Exercise inputs START

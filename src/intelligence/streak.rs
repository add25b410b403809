// Licensed under the Apache License, Version 2.0 <LICENSE-APACHE or
// http://www.apache.org/licenses/LICENSE-2.0> or the MIT license
// <LICENSE-MIT or http://opensource.org/licenses/MIT>, at your
// option. This file may not be copied, modified, or distributed
// except according to those terms.

//! Logging streak estimation from the `lastMealLogged` marker

use chrono::{DateTime, Duration, Utc};

use crate::constants::limits;
use super::nutrition::progress_percent;

/// Whole days (rounded up) between the marker and `now`, capped at 30
///
/// This is an estimate: only the most recent log time is kept, so the value
/// grows with elapsed time rather than with consecutive logging days.
pub fn streak_days(last_logged: Option<DateTime<Utc>>, now: DateTime<Utc>) -> u32 {
    let Some(last_logged) = last_logged else {
        return 0;
    };

    let elapsed_ms = (now - last_logged).num_milliseconds().unsigned_abs();
    let day_ms = Duration::days(1).num_milliseconds().unsigned_abs();
    let days = elapsed_ms.div_ceil(day_ms);

    days.min(u64::from(limits::MAX_STREAK_DAYS)) as u32
}

/// Streak as a percentage of the 30 day cap
pub fn streak_progress(streak_days: u32) -> f64 {
    progress_percent(f64::from(streak_days), f64::from(limits::MAX_STREAK_DAYS))
}

#[cfg(test)]
mod tests {
    use super::*;
    use chrono::TimeZone;

    fn now() -> DateTime<Utc> {
        Utc.with_ymd_and_hms(2024, 6, 15, 12, 0, 0).unwrap()
    }

    #[test]
    fn test_no_marker_means_no_streak() {
        assert_eq!(streak_days(None, now()), 0);
        assert_eq!(streak_progress(0), 0.0);
    }

    #[test]
    fn test_partial_days_round_up() {
        let marker = now() - Duration::hours(5);
        assert_eq!(streak_days(Some(marker), now()), 1);

        let marker = now() - Duration::hours(49);
        assert_eq!(streak_days(Some(marker), now()), 3);
    }

    #[test]
    fn test_same_instant_is_zero() {
        assert_eq!(streak_days(Some(now()), now()), 0);
    }

    #[test]
    fn test_streak_is_capped() {
        let marker = now() - Duration::days(90);
        assert_eq!(streak_days(Some(marker), now()), 30);
        assert_eq!(streak_progress(30), 100.0);
        assert_eq!(streak_progress(15), 50.0);
    }

    #[test]
    fn test_future_marker_uses_absolute_difference() {
        let marker = now() + Duration::hours(30);
        assert_eq!(streak_days(Some(marker), now()), 2);
    }
}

Exercise inputs END

What you return should consist solely of the lines from the one containing "let marker = now() +" through the end of the entries above, reproduced exactly.

* _Answer below_:
        let marker = now() + Duration::hours(30);
        assert_eq!(streak_days(Some(marker), now()), 2);
    }
}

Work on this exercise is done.